O STJ também se manifestou nesse sentido:
“(…)
IV – O Supremo Tribunal Federal, com o objetivo de garantir a segurança jurídica e evitar surpresa, modulou o entendimento firmado no ARE n° 709.212/DF, adotando efeitos ex nunc de forma que aos contratos de trabalho em curso no momento do julgamento da repercussão geral submetam-se a uma de duas hipóteses: (i) se o ajuizamento da ação, objetivando o recebimento das parcelas do FGTS, ocorreu até 13/11/2019, aplica-se a prescrição trintenária, ou seja, o trabalhador tem direito ao recebimento das parcelas vencidas no período de 30 anos antes do ajuizamento da ação; e (ii) se o ajuizamento da ação, objetivando o recebimento das parcelas do FGTS, ocorreu após 13/11/2019, aplica-se a prescrição quinquenal, ou seja, o trabalhador faz jus somente ao recebimento das parcelas vencidas no período de 5 anos antes do ajuizamento da ação.
V – Recurso Especial improvido. (n° 1.841.538 – AM (2019/0297438-7) – Relatora para acórdão – Ministra Regina Helena Costa – 24/08/2020)

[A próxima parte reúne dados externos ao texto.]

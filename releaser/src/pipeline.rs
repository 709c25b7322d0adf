//! Release orchestration.
//!
//! A release runs five stages in a fixed order:
//!
//! 1. [`Stage::Build`] builds and installs the binary;
//! 2. [`Stage::ExtractVersion`] asks the binary for its version;
//! 3. [`Stage::VerifyChangelog`] checks the changelog announces it;
//! 4. [`Stage::PackageArchive`] produces the `.tar.gz`;
//! 5. [`Stage::PackageNative`] produces the `.deb`.
//!
//! Each stage runs only if the previous one succeeded. The first failure is
//! wrapped in [`ReleaseError::StageFailed`] and halts the run; artefacts
//! already moved into the release directory are left in place.

use crate::archive::ArchivePackager;
use crate::changelog::verify_changelog;
use crate::config::ReleaseSettings;
use crate::digest::sha256_file;
use crate::error::{ReleaseError, Result};
use crate::exec::{CommandExecutor, run_checked};
use crate::native::{NativePackager, PackageMetadata};
use crate::staging::StagingArea;
use crate::version::{VersionString, extract_version};
use camino::{Utf8Path, Utf8PathBuf};
use log::info;
use serde::Serialize;
use std::fmt;
use std::fs;

/// One step of the release.
#[derive(Clone, Copy, Debug, PartialEq, Eq, Hash, Serialize)]
#[serde(rename_all = "kebab-case")]
pub enum Stage {
    /// Build and install the binary.
    Build,
    /// Capture the binary's version output.
    ExtractVersion,
    /// Check the changelog's first line against the version.
    VerifyChangelog,
    /// Produce the compressed archive.
    PackageArchive,
    /// Produce the Debian package.
    PackageNative,
}

impl Stage {
    /// Kebab-case stage name used in logs and messages.
    #[must_use]
    pub const fn as_str(self) -> &'static str {
        match self {
            Self::Build => "build",
            Self::ExtractVersion => "extract-version",
            Self::VerifyChangelog => "verify-changelog",
            Self::PackageArchive => "package-archive",
            Self::PackageNative => "package-native",
        }
    }
}

impl fmt::Display for Stage {
    fn fmt(&self, f: &mut fmt::Formatter<'_>) -> fmt::Result {
        f.write_str(self.as_str())
    }
}

/// Where a release should be written.
#[derive(Debug, Clone, PartialEq, Eq)]
pub struct ReleaseRequest {
    output_dir: Utf8PathBuf,
}

impl ReleaseRequest {
    /// Create a request for `output_dir`, creating the directory if absent.
    ///
    /// The directory is never removed by the pipeline.
    ///
    /// # Errors
    ///
    /// Returns [`ReleaseError::Configuration`] if the directory cannot be
    /// created.
    pub fn new(output_dir: impl Into<Utf8PathBuf>) -> Result<Self> {
        let output_dir = output_dir.into();
        fs::create_dir_all(&output_dir).map_err(|e| {
            ReleaseError::configuration(format!(
                "cannot create release directory {output_dir}: {e}"
            ))
        })?;
        Ok(Self { output_dir })
    }

    /// The release directory.
    #[must_use]
    pub fn output_dir(&self) -> &Utf8Path {
        &self.output_dir
    }
}

/// Kind of a produced artefact.
#[derive(Clone, Copy, Debug, PartialEq, Eq, Serialize)]
#[serde(rename_all = "kebab-case")]
pub enum ArtefactKind {
    /// Gzip-compressed tar archive.
    Archive,
    /// Debian package.
    Native,
}

/// A finished artefact in the release directory.
#[derive(Clone, Debug, PartialEq, Eq, Serialize)]
pub struct ArtefactRecord {
    /// Artefact format.
    pub kind: ArtefactKind,
    /// File name within the release directory.
    pub file_name: String,
    /// Full path of the artefact.
    pub path: Utf8PathBuf,
    /// Size in bytes.
    pub size: u64,
    /// Lowercase hex SHA-256 digest.
    pub sha256: String,
}

impl ArtefactRecord {
    /// Describe the artefact at `path`.
    ///
    /// # Errors
    ///
    /// Returns [`ReleaseError::FileSystem`] if the file cannot be read.
    pub fn describe(kind: ArtefactKind, path: &Utf8Path) -> Result<Self> {
        let metadata = fs::metadata(path)
            .map_err(|e| ReleaseError::file_system(format!("failed to inspect {path}"), e))?;
        Ok(Self {
            kind,
            file_name: path.file_name().unwrap_or(path.as_str()).to_owned(),
            path: path.to_owned(),
            size: metadata.len(),
            sha256: sha256_file(path)?,
        })
    }
}

/// Outcome of a successful release.
#[derive(Clone, Debug, PartialEq, Eq, Serialize)]
pub struct ReleaseReport {
    /// The release directory.
    pub output_dir: Utf8PathBuf,
    /// Version stamped into every artefact.
    pub version: VersionString,
    /// Produced artefacts, in production order.
    pub artefacts: Vec<ArtefactRecord>,
}

impl ReleaseReport {
    /// Render the report as pretty-printed JSON.
    ///
    /// # Errors
    ///
    /// Returns [`ReleaseError::Io`] if serialization fails.
    pub fn to_json(&self) -> Result<String> {
        serde_json::to_string_pretty(self).map_err(|e| ReleaseError::Io(e.into()))
    }

    /// Write the JSON report to `path`.
    ///
    /// # Errors
    ///
    /// Returns [`ReleaseError::FileSystem`] if the file cannot be written.
    pub fn write_json(&self, path: &Utf8Path) -> Result<()> {
        let json = self.to_json()?;
        fs::write(path, json)
            .map_err(|e| ReleaseError::file_system(format!("failed to write summary {path}"), e))
    }
}

/// Runs the release stages against resolved settings.
pub struct ReleasePipeline<'a> {
    executor: &'a dyn CommandExecutor,
    settings: &'a ReleaseSettings,
    staging: StagingArea,
}

impl<'a> ReleasePipeline<'a> {
    /// Create a pipeline staging under the system temporary directory.
    #[must_use]
    pub fn new(executor: &'a dyn CommandExecutor, settings: &'a ReleaseSettings) -> Self {
        Self {
            executor,
            settings,
            staging: StagingArea::system(),
        }
    }

    /// Stage packages under `staging` instead.
    #[must_use]
    pub fn with_staging(mut self, staging: StagingArea) -> Self {
        self.staging = staging;
        self
    }

    /// Run every stage in order and describe the produced artefacts.
    ///
    /// # Errors
    ///
    /// Returns [`ReleaseError::StageFailed`] naming the first stage that
    /// failed, wrapping that stage's error.
    pub fn run(&self, request: &ReleaseRequest) -> Result<ReleaseReport> {
        let settings = self.settings;
        let output_dir = request.output_dir();

        run_stage(Stage::Build, || self.build())?;
        let version = run_stage(Stage::ExtractVersion, || {
            extract_version(self.executor, &settings.binary_path, &settings.version_flag)
        })?;
        run_stage(Stage::VerifyChangelog, || {
            verify_changelog(&settings.changelog, &version)
        })?;
        let archive = run_stage(Stage::PackageArchive, || {
            self.package_archive(&version, output_dir)
        })?;
        let native = run_stage(Stage::PackageNative, || {
            self.package_native(&version, output_dir)
        })?;

        Ok(ReleaseReport {
            output_dir: output_dir.to_owned(),
            version,
            artefacts: vec![archive, native],
        })
    }

    fn build(&self) -> Result<()> {
        let Some((program, rest)) = self.settings.build_command.split_first() else {
            return Err(ReleaseError::configuration(
                "build.command must name a program",
            ));
        };
        let args: Vec<&str> = rest.iter().map(String::as_str).collect();
        run_checked(
            self.executor,
            program,
            &args,
            Some(self.settings.project_root.as_path()),
        )?;
        Ok(())
    }

    fn package_archive(
        &self,
        version: &VersionString,
        output_dir: &Utf8Path,
    ) -> Result<ArtefactRecord> {
        let settings = self.settings;
        let packager = ArchivePackager::new(
            self.executor,
            settings.archive_backend,
            &settings.platform,
        );
        let path = self.staging.scoped("archive", |tree| {
            packager.package(
                &settings.binary_path,
                &settings.tool,
                version,
                tree,
                output_dir,
            )
        })?;
        ArtefactRecord::describe(ArtefactKind::Archive, &path)
    }

    fn package_native(
        &self,
        version: &VersionString,
        output_dir: &Utf8Path,
    ) -> Result<ArtefactRecord> {
        let settings = self.settings;
        let metadata = PackageMetadata {
            tool: settings.tool.clone(),
            maintainer: settings.maintainer.clone(),
            description: settings.description.clone(),
            arch: settings.arch.clone(),
        };
        let packager = NativePackager::new(self.executor, &metadata);
        let path = self.staging.scoped("native", |tree| {
            packager.package(&settings.binary_path, version, tree, output_dir)
        })?;
        ArtefactRecord::describe(ArtefactKind::Native, &path)
    }
}

fn run_stage<T>(stage: Stage, body: impl FnOnce() -> Result<T>) -> Result<T> {
    info!("stage {stage}: started");
    match body() {
        Ok(value) => {
            info!("stage {stage}: done");
            Ok(value)
        }
        Err(source) => Err(ReleaseError::StageFailed {
            stage,
            source: Box::new(source),
        }),
    }
}

#[cfg(test)]
#[path = "pipeline_tests.rs"]
mod tests;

Desta feita, caso o trabalhador tenha ajuizado sua demanda judicial para pleitear os valores relativos à correção até 13 de novembro de 2014, está resguardado o direito à prescrição trintenária. Entretanto, caso o ajuizamento ocorra após tal data, como tem ocorrido recentemente com a inclusão em pauta e posterior retirada da ADI 5.090, o trabalhador somente terá direito à restituição dos últimos cinco anos anteriores ao ajuizamento, afinal, o direito não socorre os que dormem.